What is the 32 in 72 Challenge?

Posted: March 15, 2013 in 32 in 72

The 32 in 72 Challenge is a sponsored extreme mountain walk to be undertaken August 2nd – August 4th 2013 in aid of the Muscular Dystrophy Campaign. I’m undertaking this solo in remembrance of my grandmother, a muscular dystrophy sufferer who died in 2011, but also as a personal challenge to test my fitness and motivation. Who am I? My name is Jonathan Stonehouse and you can find out more in the About section or visit my other blog to catch up with my other adventures.

My Aim

The aim of 32 in 72 is to complete the Welsh 3000s, English 3000s and Scottish 4000s on consecutive days. This means summiting all 15 Welsh peaks over 3,000ft, all 8 English peaks over 3,000ft and all 9 Scottish peaks over 4,000ft in 72 hours. Completing the challenge involves a walk of over 100 miles, a 70 mile bike ride and nearly 40,000ft of total ascent. Think Mount Everest and then add another 11,000ft!

My Objective

The objective is to raise no less than £2,000 to fund the Muscular Dystrophy Campaign’s terrific work.

Want to Donate?

Thank you! The preferred method is to make a donation through my JustGiving page. Donations made in this way go direct to the Muscular Dystrophy Campaign and are available for use straight away.

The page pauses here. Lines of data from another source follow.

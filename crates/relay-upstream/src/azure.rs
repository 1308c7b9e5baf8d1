//! Azure AI Foundry dialect

use bytes::Bytes;
use relay_config::AzureAuthMethod;
use secrecy::ExposeSecret as _;
use url::Url;

use crate::adapter::common_headers;
use crate::error::UpstreamError;
use crate::types::{OutboundRequest, TransformInput};

/// Default `api-version` query value
const DEFAULT_API_VERSION: &str = "2024-06-01";

/// Azure AI Foundry adapter state
pub(crate) struct AzureDialect {
    resource: String,
    api_version: String,
    auth_method: AzureAuthMethod,
}

impl AzureDialect {
    pub(crate) fn new(
        resource: String,
        api_version: Option<String>,
        auth_method: AzureAuthMethod,
    ) -> Self {
        Self {
            resource,
            api_version: api_version.unwrap_or_else(|| DEFAULT_API_VERSION.to_owned()),
            auth_method,
        }
    }

    /// Build the outbound request
    ///
    /// The body shape matches Anthropic's; only the endpoint and
    /// credential header differ. In Entra mode the pooled credential is
    /// an externally refreshed bearer token.
    pub(crate) fn transform(
        &self,
        body: &[u8],
        input: &TransformInput<'_>,
    ) -> Result<OutboundRequest, UpstreamError> {
        let mut url = Url::parse(&format!(
            "https://{}.services.ai.azure.com/anthropic/v1/messages",
            self.resource
        ))
        .map_err(|e| UpstreamError::Url(e.to_string()))?;
        url.query_pairs_mut()
            .append_pair("api-version", &self.api_version);

        let mut headers = common_headers(input);
        if let Some(credential) = input.credential {
            match self.auth_method {
                AzureAuthMethod::ApiKey => {
                    if let Ok(value) = credential.expose_secret().parse() {
                        headers.insert("x-api-key", value);
                    }
                }
                AzureAuthMethod::Entra => {
                    if let Ok(value) = format!("Bearer {}", credential.expose_secret()).parse() {
                        headers.insert(http::header::AUTHORIZATION, value);
                    }
                }
            }
        }

        Ok(OutboundRequest {
            url,
            body: Bytes::copy_from_slice(body),
            headers,
        })
    }
}
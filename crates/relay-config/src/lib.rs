//! Configuration surface for the relay
//!
//! Deserialized from TOML with `{{ env.VAR }}` expansion; validated at
//! startup so misconfiguration fails the process, not the first request.

pub mod auth;
mod env;
pub mod health;
mod loader;
pub mod logging;
pub mod provider;
pub mod routing;
pub mod server;

use serde::Deserialize;

pub use auth::AuthConfig;
pub use health::{CircuitBreakerConfig, HealthCheckConfig, HealthConfig};
pub use logging::{DebugOptions, LogFormat, LoggingConfig};
pub use provider::{
    AzureAuthMethod, KeyConfig, PoolStrategy, PoolingConfig, ProviderConfig, ProviderKind,
};
pub use routing::{RoutingConfig, RoutingStrategy};
pub use server::ServerConfig;

/// Top-level relay configuration
#[derive(Debug, Default, Deserialize)]
#[serde(deny_unknown_fields)]
pub struct Config {
    /// Server listen and limits configuration
    #[serde(default)]
    pub server: ServerConfig,
    /// Inbound client authentication
    #[serde(default)]
    pub auth: AuthConfig,
    /// Provider routing configuration
    #[serde(default)]
    pub routing: RoutingConfig,
    /// Circuit breaker and health probing
    #[serde(default)]
    pub health: HealthConfig,
    /// Backend provider declarations, in priority order
    #[serde(default)]
    pub providers: Vec<ProviderConfig>,
    /// Logging configuration
    #[serde(default)]
    pub logging: LoggingConfig,
}
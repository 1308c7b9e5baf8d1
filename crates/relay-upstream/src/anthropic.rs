//! Anthropic Messages API dialect (direct)

use bytes::Bytes;
use http::HeaderMap;
use secrecy::ExposeSecret as _;
use url::Url;

use crate::adapter::{DEFAULT_ANTHROPIC_VERSION, common_headers};
use crate::error::UpstreamError;
use crate::types::{OutboundRequest, TransformInput};

/// Default Anthropic API base URL
pub(crate) const DEFAULT_BASE_URL: &str = "https://api.anthropic.com";

/// Build the outbound request for the direct Anthropic dialect
///
/// The body passes through untouched (beyond model mapping); client
/// `anthropic-*` headers are forwarded, and a client that brought its
/// own credential keeps it (transparent auth).
pub(crate) fn transform(
    base_url: &Url,
    body: &[u8],
    input: &TransformInput<'_>,
) -> Result<OutboundRequest, UpstreamError> {
    let base = base_url.as_str().trim_end_matches('/');
    let url = Url::parse(&format!("{base}/v1/messages"))
        .map_err(|e| UpstreamError::Url(e.to_string()))?;

    let mut headers = common_headers(input);
    forward_anthropic_headers(input.headers, &mut headers);

    if input.client_supplied_auth {
        for name in [http::header::AUTHORIZATION.as_str(), "x-api-key"] {
            if let Some(value) = input.headers.get(name) {
                headers.insert(
                    http::HeaderName::from_bytes(name.as_bytes()).expect("static header name"),
                    value.clone(),
                );
            }
        }
    } else if let Some(credential) = input.credential
        && let Ok(value) = credential.expose_secret().parse()
    {
        headers.insert("x-api-key", value);
    }

    Ok(OutboundRequest {
        url,
        body: Bytes::copy_from_slice(body),
        headers,
    })
}

/// Copy client `anthropic-*` headers (version, beta flags) upstream
fn forward_anthropic_headers(inbound: &HeaderMap, outbound: &mut HeaderMap) {
    for (name, value) in inbound {
        if name.as_str().starts_with("anthropic-") {
            outbound.insert(name.clone(), value.clone());
        }
    }
}
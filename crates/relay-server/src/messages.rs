//! `POST /v1/messages` — the data plane
//!
//! Every request walks the same pipeline: auth gate, model extraction,
//! candidate narrowing, provider selection, key selection, thinking
//! rewrite, dialect transform, upstream call, then response relay with
//! breaker and pool accounting.

use std::sync::Arc;

use axum::body::Body;
use axum::extract::State;
use axum::response::{IntoResponse as _, Response};
use bytes::Bytes;
use http::HeaderMap;
use relay_core::{
    RequestContext, estimate_input_tokens, extract_model, extract_stream, has_thinking_blocks,
};
use relay_health::is_failure_status;
use relay_pool::TokenUsage;
use relay_sigcache::{ThinkingTap, absorb_response, rewrite_request};
use relay_upstream::{TransformInput, UpstreamError};

use crate::debug::{self, RouteReport};
use crate::error::ServerError;
use crate::state::{ProviderHandle, RelayState};
use crate::stream::{StreamTelemetry, eventstream_relay, sse_headers, sse_passthrough};

/// Handle one Messages API request
pub(crate) async fn messages_handler(
    State(state): State<RelayState>,
    headers: HeaderMap,
    body: Bytes,
) -> Response {
    let debug_wanted = debug::wants_debug(&state, &headers);

    match handle(&state, headers, body).await {
        Ok((mut response, report)) => {
            if debug_wanted {
                debug::attach(
                    response.headers_mut(),
                    state.inner().routing.strategy,
                    &report,
                );
            }
            response
        }
        Err(e) => e.into_response(),
    }
}

async fn handle(
    state: &RelayState,
    headers: HeaderMap,
    body: Bytes,
) -> Result<(Response, RouteReport), ServerError> {
    let inner = state.inner();

    let auth = inner.auth.check(&headers)?;

    let mut ctx = RequestContext::new(headers);
    ctx.client_supplied_auth = auth.client_supplied_auth;
    ctx.model = extract_model(&body).map_err(|_| ServerError::BodyNotJson)?;
    ctx.stream = extract_stream(&body);
    let model = ctx.model.clone().ok_or(ServerError::ModelMissing)?;

    if inner.debug_options.log_request_body {
        tracing::trace!(body = %String::from_utf8_lossy(&body), "inbound request body");
    }

    // Narrow candidates by model when model-based routing is on
    let narrowed: Vec<&Arc<ProviderHandle>> = match inner.filter {
        Some(ref filter) => {
            let target = filter.resolve(&model, |name| {
                inner.providers.iter().any(|p| p.name == name)
            })?;
            inner.providers.iter().filter(|p| p.name == target).collect()
        }
        None => inner.providers.iter().collect(),
    };

    let candidates = state.candidates(&narrowed);
    let chosen = inner.strategy.select(&candidates)?;
    let provider = Arc::clone(narrowed[chosen]);
    ctx.provider = Some(provider.name.clone());
    let health_at_selection = inner.breakers.state(&provider.name);

    let selected = provider.pool.select_key()?;
    ctx.key_label = Some(selected.label.clone());

    let report = RouteReport {
        provider: provider.name.clone(),
        health: health_at_selection,
        key_label: ctx.key_label.clone(),
    };

    tracing::debug!(
        provider = %provider.name,
        model = %model,
        stream = ctx.stream,
        key = %selected.label,
        "routing request"
    );

    // Make multi-turn thinking survive provider switches
    let body = if has_thinking_blocks(&body) {
        match rewrite_request(&body, &model, &inner.sigcache) {
            Some(rewritten) => Bytes::from(rewritten),
            None => body,
        }
    } else {
        body
    };

    let outbound = provider
        .adapter
        .transform_request(TransformInput {
            body: &body,
            headers: &ctx.headers,
            model: ctx.model(),
            stream: ctx.stream,
            credential: Some(&selected.secret),
            client_supplied_auth: ctx.client_supplied_auth,
        })
        .await?;

    let input_estimate = estimate_input_tokens(&outbound.body);

    let request = provider
        .client
        .post(outbound.url.clone())
        .headers(outbound.headers)
        .body(outbound.body);

    let response = match tokio::time::timeout(inner.request_timeout, request.send()).await {
        Ok(Ok(response)) => response,
        Ok(Err(e)) => {
            inner.breakers.report_failure(&provider.name);
            return Err(UpstreamError::Transport(e.to_string()).into());
        }
        Err(_) => {
            inner.breakers.report_failure(&provider.name);
            return Err(UpstreamError::Transport(format!(
                "no response within {} ms",
                inner.request_timeout.as_millis()
            ))
            .into());
        }
    };

    let status = response.status();

    if inner.debug_options.log_response_headers {
        tracing::trace!(status = %status, headers = ?response.headers(), "upstream response");
    }

    if ctx.stream && status.is_success() {
        inner.breakers.report_success(&provider.name);
        provider
            .pool
            .record_response(selected.id, status.as_u16(), response.headers(), None);

        let telemetry = StreamTelemetry::new(
            ThinkingTap::new(&model, inner.sigcache.clone()),
            Arc::clone(&provider),
            selected.id,
            input_estimate,
        );

        let event_stream = provider.adapter.upstream_content_type()
            == "application/vnd.amazon.eventstream";
        let body = if event_stream {
            Body::from_stream(eventstream_relay(response, telemetry))
        } else {
            Body::from_stream(sse_passthrough(response, telemetry))
        };

        let mut relayed = Response::new(body);
        sse_headers(relayed.headers_mut());
        Ok((relayed, report))
    } else {
        let upstream_headers = response.headers().clone();

        let body_bytes = match response.bytes().await {
            Ok(bytes) => bytes,
            Err(e) => {
                inner.breakers.report_failure(&provider.name);
                provider
                    .pool
                    .record_response(selected.id, status.as_u16(), &upstream_headers, None);
                return Err(UpstreamError::Transport(e.to_string()).into());
            }
        };

        if is_failure_status(status.as_u16()) {
            inner.breakers.report_failure(&provider.name);
        } else {
            inner.breakers.report_success(&provider.name);
        }

        let usage = parse_usage(&body_bytes, input_estimate);
        provider
            .pool
            .record_response(selected.id, status.as_u16(), &upstream_headers, Some(usage));

        // Learn thinking signatures from non-streaming responses too
        let body_out = if status.is_success() {
            absorb_response(&body_bytes, &model, &inner.sigcache)
                .map_or(body_bytes, Bytes::from)
        } else {
            body_bytes
        };

        let mut relayed = Response::new(Body::from(body_out));
        *relayed.status_mut() = status;
        forward_headers(&upstream_headers, relayed.headers_mut());
        Ok((relayed, report))
    }
}

/// Response headers worth forwarding to the client
fn forward_headers(upstream: &HeaderMap, outbound: &mut HeaderMap) {
    for (name, value) in upstream {
        let keep = *name == http::header::CONTENT_TYPE
            || *name == http::header::RETRY_AFTER
            || name.as_str() == "request-id"
            || name.as_str().starts_with("anthropic-");
        if keep {
            outbound.insert(name.clone(), value.clone());
        }
    }
}

/// Token usage from a non-streaming response body
///
/// The response's own counts win; the byte-length estimate covers
/// backends that report nothing.
fn parse_usage(body: &[u8], input_estimate: u64) -> TokenUsage {
    let parsed = serde_json::from_slice::<serde_json::Value>(body).ok();
    let usage = parsed.as_ref().and_then(|v| v.get("usage"));

    TokenUsage {
        input_tokens: usage
            .and_then(|u| u.get("input_tokens"))
            .and_then(serde_json::Value::as_u64)
            .unwrap_or(input_estimate),
        output_tokens: usage
            .and_then(|u| u.get("output_tokens"))
            .and_then(serde_json::Value::as_u64)
            .unwrap_or(0),
    }
}
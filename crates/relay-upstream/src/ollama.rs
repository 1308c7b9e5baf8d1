//! Ollama's Anthropic-compatible dialect

use bytes::Bytes;
use secrecy::ExposeSecret as _;
use url::Url;

use crate::adapter::common_headers;
use crate::error::UpstreamError;
use crate::types::{OutboundRequest, TransformInput};

/// Default local Ollama base URL
pub(crate) const DEFAULT_BASE_URL: &str = "http://localhost:11434";

/// Build the outbound request for the Ollama dialect
///
/// Ollama accepts but ignores authentication; a configured credential
/// is still sent for deployments that front Ollama with a gateway.
pub(crate) fn transform(
    base_url: &Url,
    body: &[u8],
    input: &TransformInput<'_>,
) -> Result<OutboundRequest, UpstreamError> {
    let base = base_url.as_str().trim_end_matches('/');
    let url = Url::parse(&format!("{base}/v1/messages"))
        .map_err(|e| UpstreamError::Url(e.to_string()))?;

    let mut headers = common_headers(input);
    if let Some(credential) = input.credential {
        let secret = credential.expose_secret();
        if !secret.is_empty()
            && let Ok(value) = secret.parse()
        {
            headers.insert("x-api-key", value);
        }
    }

    Ok(OutboundRequest {
        url,
        body: Bytes::copy_from_slice(body),
        headers,
    })
}
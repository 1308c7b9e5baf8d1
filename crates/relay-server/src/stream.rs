//! Streaming response relay
//!
//! Upstream SSE is re-emitted event-for-event with identical names and
//! data; Bedrock's Event Stream frames are converted first. A tap
//! learns thinking signatures as events pass, and a drop guard settles
//! token accounting even when the client disconnects mid-stream.

use std::convert::Infallible;
use std::sync::Arc;

use bytes::Bytes;
use eventsource_stream::Eventsource as _;
use futures_util::{Stream, StreamExt as _, future, stream};
use http::{HeaderMap, HeaderValue};
use relay_core::error_sse_event;
use relay_pool::{KeyId, TokenUsage};
use relay_sigcache::ThinkingTap;
use relay_upstream::{EventStreamToSse, SseEvent};

use crate::state::ProviderHandle;

/// Per-stream companion state: signature tap plus usage accounting
pub(crate) struct StreamTelemetry {
    tap: ThinkingTap,
    guard: UsageGuard,
}

impl StreamTelemetry {
    pub(crate) fn new(
        tap: ThinkingTap,
        provider: Arc<ProviderHandle>,
        key: KeyId,
        input_estimate: u64,
    ) -> Self {
        Self {
            tap,
            guard: UsageGuard {
                provider,
                key,
                input_tokens: input_estimate,
                output_tokens: 0,
            },
        }
    }

    /// Observe one event; returns replacement data when rewritten
    fn observe(&mut self, event: &str, data: &str) -> Option<String> {
        self.note_usage(event, data);
        self.tap.observe(event, data)
    }

    /// Pull token counts out of `message_start` / `message_delta`
    fn note_usage(&mut self, event: &str, data: &str) {
        if event != "message_start" && event != "message_delta" {
            return;
        }
        let Ok(parsed) = serde_json::from_str::<serde_json::Value>(data) else {
            return;
        };

        let usage = match event {
            "message_start" => parsed.get("message").and_then(|m| m.get("usage")),
            _ => parsed.get("usage"),
        };
        let Some(usage) = usage else { return };

        if let Some(input) = usage.get("input_tokens").and_then(serde_json::Value::as_u64) {
            // Authoritative count replaces the byte-length estimate
            self.guard.input_tokens = input;
        }
        if let Some(output) = usage.get("output_tokens").and_then(serde_json::Value::as_u64) {
            self.guard.output_tokens = output;
        }
    }
}

/// Records accumulated usage when the stream ends, including early
/// client disconnects
struct UsageGuard {
    provider: Arc<ProviderHandle>,
    key: KeyId,
    input_tokens: u64,
    output_tokens: u64,
}

impl Drop for UsageGuard {
    fn drop(&mut self) {
        self.provider.pool.record_usage(
            self.key,
            TokenUsage {
                input_tokens: self.input_tokens,
                output_tokens: self.output_tokens,
            },
        );
    }
}

/// Response headers for an unbuffered SSE relay
pub(crate) fn sse_headers(headers: &mut HeaderMap) {
    headers.insert(
        http::header::CONTENT_TYPE,
        HeaderValue::from_static("text/event-stream"),
    );
    headers.insert(
        http::header::CACHE_CONTROL,
        HeaderValue::from_static("no-cache, no-transform"),
    );
    headers.insert("x-accel-buffering", HeaderValue::from_static("no"));
    headers.insert(http::header::CONNECTION, HeaderValue::from_static("keep-alive"));
}

/// Relay an upstream SSE body, event for event
///
/// Events are forwarded in arrival order with the same `event:` name
/// and `data:` bytes; one chunk per event keeps flushing per event. A
/// mid-stream transport error emits one SSE `error` event and ends the
/// stream.
pub(crate) fn sse_passthrough(
    response: reqwest::Response,
    telemetry: StreamTelemetry,
) -> impl Stream<Item = Result<Bytes, Infallible>> + Send {
    response
        .bytes_stream()
        .eventsource()
        .scan((telemetry, false), |(telemetry, done), item| {
            let out = if *done {
                None
            } else {
                match item {
                    Ok(event) => {
                        let name = if event.event.is_empty() {
                            "message".to_owned()
                        } else {
                            event.event
                        };
                        let data = telemetry
                            .observe(&name, &event.data)
                            .unwrap_or(event.data);
                        Some(Ok(SseEvent::new(name, data).to_wire()))
                    }
                    Err(e) => {
                        tracing::warn!(error = %e, "upstream stream failed mid-flight");
                        *done = true;
                        Some(Ok(Bytes::from(error_sse_event(
                            "api_error",
                            "upstream stream failed",
                        ))))
                    }
                }
            };
            future::ready(out)
        })
}

/// Relay a Bedrock Event Stream body as Anthropic SSE
///
/// Frames are decoded incrementally; a malformed frame terminates the
/// SSE cleanly after one `error` event.
pub(crate) fn eventstream_relay(
    response: reqwest::Response,
    telemetry: StreamTelemetry,
) -> impl Stream<Item = Result<Bytes, Infallible>> + Send {
    response
        .bytes_stream()
        .scan(
            (EventStreamToSse::new(), telemetry, false),
            |(converter, telemetry, done), item| {
                let out: Option<Vec<Result<Bytes, Infallible>>> = if *done {
                    None
                } else {
                    match item {
                        Ok(chunk) => match converter.feed(&chunk) {
                            Ok(events) => Some(
                                events
                                    .into_iter()
                                    .map(|mut event| {
                                        if let Some(data) =
                                            telemetry.observe(&event.event, &event.data)
                                        {
                                            event.data = data;
                                        }
                                        Ok(event.to_wire())
                                    })
                                    .collect(),
                            ),
                            Err(e) => {
                                tracing::warn!(error = %e, "event stream decode failed");
                                *done = true;
                                Some(vec![Ok(Bytes::from(error_sse_event(
                                    "api_error",
                                    "upstream event stream was malformed",
                                )))])
                            }
                        },
                        Err(e) => {
                            tracing::warn!(error = %e, "upstream stream failed mid-flight");
                            *done = true;
                            Some(vec![Ok(Bytes::from(error_sse_event(
                                "api_error",
                                "upstream stream failed",
                            )))])
                        }
                    }
                };
                future::ready(out)
            },
        )
        .flat_map(stream::iter)
}
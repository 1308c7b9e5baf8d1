//! Diagnostic response headers
//!
//! When enabled (config flag or `x-cc-relay-debug` request header),
//! responses expose which provider, strategy, breaker state, and
//! masked credential served the request.

use http::{HeaderMap, HeaderValue};
use relay_config::RoutingStrategy;
use relay_health::BreakerState;

use crate::state::RelayState;

/// What routing decided for one request, for the debug surface
pub(crate) struct RouteReport {
    pub provider: String,
    /// Breaker state of the chosen provider at selection time
    pub health: BreakerState,
    /// Masked credential id, never the full secret
    pub key_label: Option<String>,
}

/// Whether this request asked for debug headers
pub(crate) fn wants_debug(state: &RelayState, headers: &HeaderMap) -> bool {
    if state.inner().routing.debug {
        return true;
    }
    headers
        .get("x-cc-relay-debug")
        .and_then(|v| v.to_str().ok())
        .is_some_and(|v| v == "1" || v.eq_ignore_ascii_case("true"))
}

/// Configured strategy name as exposed in `X-CC-Relay-Strategy`
pub(crate) const fn strategy_name(strategy: RoutingStrategy) -> &'static str {
    match strategy {
        RoutingStrategy::Failover => "failover",
        RoutingStrategy::RoundRobin => "round_robin",
        RoutingStrategy::Shuffle => "shuffle",
        RoutingStrategy::WeightedRoundRobin => "weighted_round_robin",
        RoutingStrategy::ModelBased => "model_based",
    }
}

/// Attach the `X-CC-Relay-*` headers to a response
pub(crate) fn attach(headers: &mut HeaderMap, strategy: RoutingStrategy, report: &RouteReport) {
    insert(headers, "x-cc-relay-provider", &report.provider);
    insert(headers, "x-cc-relay-strategy", strategy_name(strategy));
    insert(headers, "x-cc-relay-health", report.health.as_str());
    if let Some(ref label) = report.key_label {
        insert(headers, "x-cc-relay-key", label);
    }
}

fn insert(headers: &mut HeaderMap, name: &'static str, value: &str) {
    if let Ok(value) = HeaderValue::try_from(value) {
        headers.insert(name, value);
    }
}

#[cfg(test)]
mod tests {
    use super::*;

    #[test]
    fn strategy_names_are_snake_case() {
        assert_eq!(strategy_name(RoutingStrategy::Failover), "failover");
        assert_eq!(
            strategy_name(RoutingStrategy::WeightedRoundRobin),
            "weighted_round_robin"
        );
        assert_eq!(strategy_name(RoutingStrategy::ModelBased), "model_based");
    }

    #[test]
    fn attach_sets_all_headers() {
        let mut headers = HeaderMap::new();
        let report = RouteReport {
            provider: "zai".to_owned(),
            health: BreakerState::Closed,
            key_label: Some("****1234".to_owned()),
        };
        attach(&mut headers, RoutingStrategy::Failover, &report);

        assert_eq!(headers.get("x-cc-relay-provider").unwrap(), "zai");
        assert_eq!(headers.get("x-cc-relay-strategy").unwrap(), "failover");
        assert_eq!(headers.get("x-cc-relay-health").unwrap(), "closed");
        assert_eq!(headers.get("x-cc-relay-key").unwrap(), "****1234");
    }
}
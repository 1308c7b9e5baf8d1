mod args;

use args::Args;
use clap::Parser as _;
use relay_config::Config;
use relay_server::Server;
use tokio_util::sync::CancellationToken;

#[tokio::main]
async fn main() -> anyhow::Result<()> {
    let args = Args::parse();

    // Load configuration
    let config = Config::load(&args.config)?;

    // Initialize logging
    relay_server::init_logging(&config.logging)?;

    tracing::info!(
        config_path = %args.config.display(),
        providers = config.providers.len(),
        "starting cc-relay"
    );

    // Build server
    let server = Server::new(config).await?;

    // Set up graceful shutdown
    let shutdown = CancellationToken::new();
    let shutdown_clone = shutdown.clone();

    tokio::spawn(async move {
        shutdown_signal().await;
        shutdown_clone.cancel();
    });

    // Run server
    server.serve(shutdown).await?;

    tracing::info!("cc-relay stopped");
    Ok(())
}

/// Wait for a shutdown signal (`SIGINT` or `SIGTERM`)
async fn shutdown_signal() {
    let ctrl_c = async {
        tokio::signal::ctrl_c().await.expect("failed to install Ctrl+C handler");
    };

    #[cfg(unix)]
    let terminate = async {
        tokio::signal::unix::signal(tokio::signal::unix::SignalKind::terminate())
            .expect("failed to install SIGTERM handler")
            .recv()
            .await;
    };

    #[cfg(not(unix))]
    let terminate = std::future::pending::<()>();

    tokio::select! {
        () = ctrl_c => {}
        () = terminate => {}
    }

    tracing::info!("shutdown signal received");
}
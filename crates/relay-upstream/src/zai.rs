//! Z.AI Anthropic-compatible dialect

use bytes::Bytes;
use secrecy::ExposeSecret as _;
use url::Url;

use crate::adapter::common_headers;
use crate::error::UpstreamError;
use crate::types::{OutboundRequest, TransformInput};

/// Default Z.AI base URL
pub(crate) const DEFAULT_BASE_URL: &str = "https://api.z.ai";

/// Build the outbound request for the Z.AI dialect
///
/// Same body shape as Anthropic, served under `/anthropic/v1/messages`
/// with bearer authentication.
pub(crate) fn transform(
    base_url: &Url,
    body: &[u8],
    input: &TransformInput<'_>,
) -> Result<OutboundRequest, UpstreamError> {
    let base = base_url.as_str().trim_end_matches('/');
    let url = Url::parse(&format!("{base}/anthropic/v1/messages"))
        .map_err(|e| UpstreamError::Url(e.to_string()))?;

    let mut headers = common_headers(input);
    if let Some(credential) = input.credential
        && let Ok(value) = format!("Bearer {}", credential.expose_secret()).parse()
    {
        headers.insert(http::header::AUTHORIZATION, value);
    }

    Ok(OutboundRequest {
        url,
        body: Bytes::copy_from_slice(body),
        headers,
    })
}

#[cfg(test)]
mod tests {
    use http::HeaderMap;
    use secrecy::SecretString;

    use super::*;

    #[test]
    fn targets_anthropic_prefix_with_bearer() {
        let base = Url::parse("https://api.z.ai").unwrap();
        let headers = HeaderMap::new();
        let credential = SecretString::from("zai-key");
        let body = br#"{"model":"GLM-4.7","max_tokens":8}"#;

        let input = TransformInput {
            body,
            headers: &headers,
            model: Some("GLM-4.7"),
            stream: false,
            credential: Some(&credential),
            client_supplied_auth: false,
        };

        let out = transform(&base, body, &input).unwrap();
        assert_eq!(out.url.as_str(), "https://api.z.ai/anthropic/v1/messages");
        assert_eq!(out.headers.get("authorization").unwrap(), "Bearer zai-key");
        assert_eq!(&out.body[..], body);
    }
}
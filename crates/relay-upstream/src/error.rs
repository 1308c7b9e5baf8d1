use http::StatusCode;
use relay_core::HttpError;
use thiserror::Error;

/// Errors raised while adapting requests or responses to a provider
/// dialect
#[derive(Debug, Error)]
pub enum UpstreamError {
    /// Provider endpoint URL could not be built
    #[error("invalid provider URL: {0}")]
    Url(String),

    /// AWS SigV4 signing failed
    #[error("request signing failed: {0}")]
    Signing(String),

    /// OAuth token source failed to produce a credential
    #[error("token source failed: {0}")]
    TokenSource(String),

    /// Transport-level failure talking to the provider
    #[error("upstream transport error: {0}")]
    Transport(String),

    /// AWS Event Stream framing was malformed
    #[error("malformed event stream: {0}")]
    EventStream(String),
}

impl HttpError for UpstreamError {
    fn status_code(&self) -> StatusCode {
        StatusCode::BAD_GATEWAY
    }

    fn error_type(&self) -> &str {
        "api_error"
    }

    fn client_message(&self) -> String {
        self.to_string()
    }
}
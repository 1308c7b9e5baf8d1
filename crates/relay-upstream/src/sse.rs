use bytes::Bytes;

/// One Server-Sent Event ready to forward to the client
#[derive(Debug, Clone, PartialEq, Eq)]
pub struct SseEvent {
    /// Value for the `event:` field
    pub event: String,
    /// Value for the `data:` field, forwarded byte-identical
    pub data: String,
}

impl SseEvent {
    /// Create an event
    pub fn new(event: impl Into<String>, data: impl Into<String>) -> Self {
        Self {
            event: event.into(),
            data: data.into(),
        }
    }

    /// Encode as wire bytes: `event: <name>\ndata: <data>\n\n`
    pub fn to_wire(&self) -> Bytes {
        Bytes::from(format!("event: {}\ndata: {}\n\n", self.event, self.data))
    }
}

If you would prefer to sponsor me in the ‘old-fashioned’ way, i.e. on a per peak or per mile basis, then please email me with your name, address and the amount. Please indicate whether the amount is per mile, per peak or ‘fixed’. I will add your details to a regular sponsorship form and contact you after I have completed the event.

However you choose to support me – thank you!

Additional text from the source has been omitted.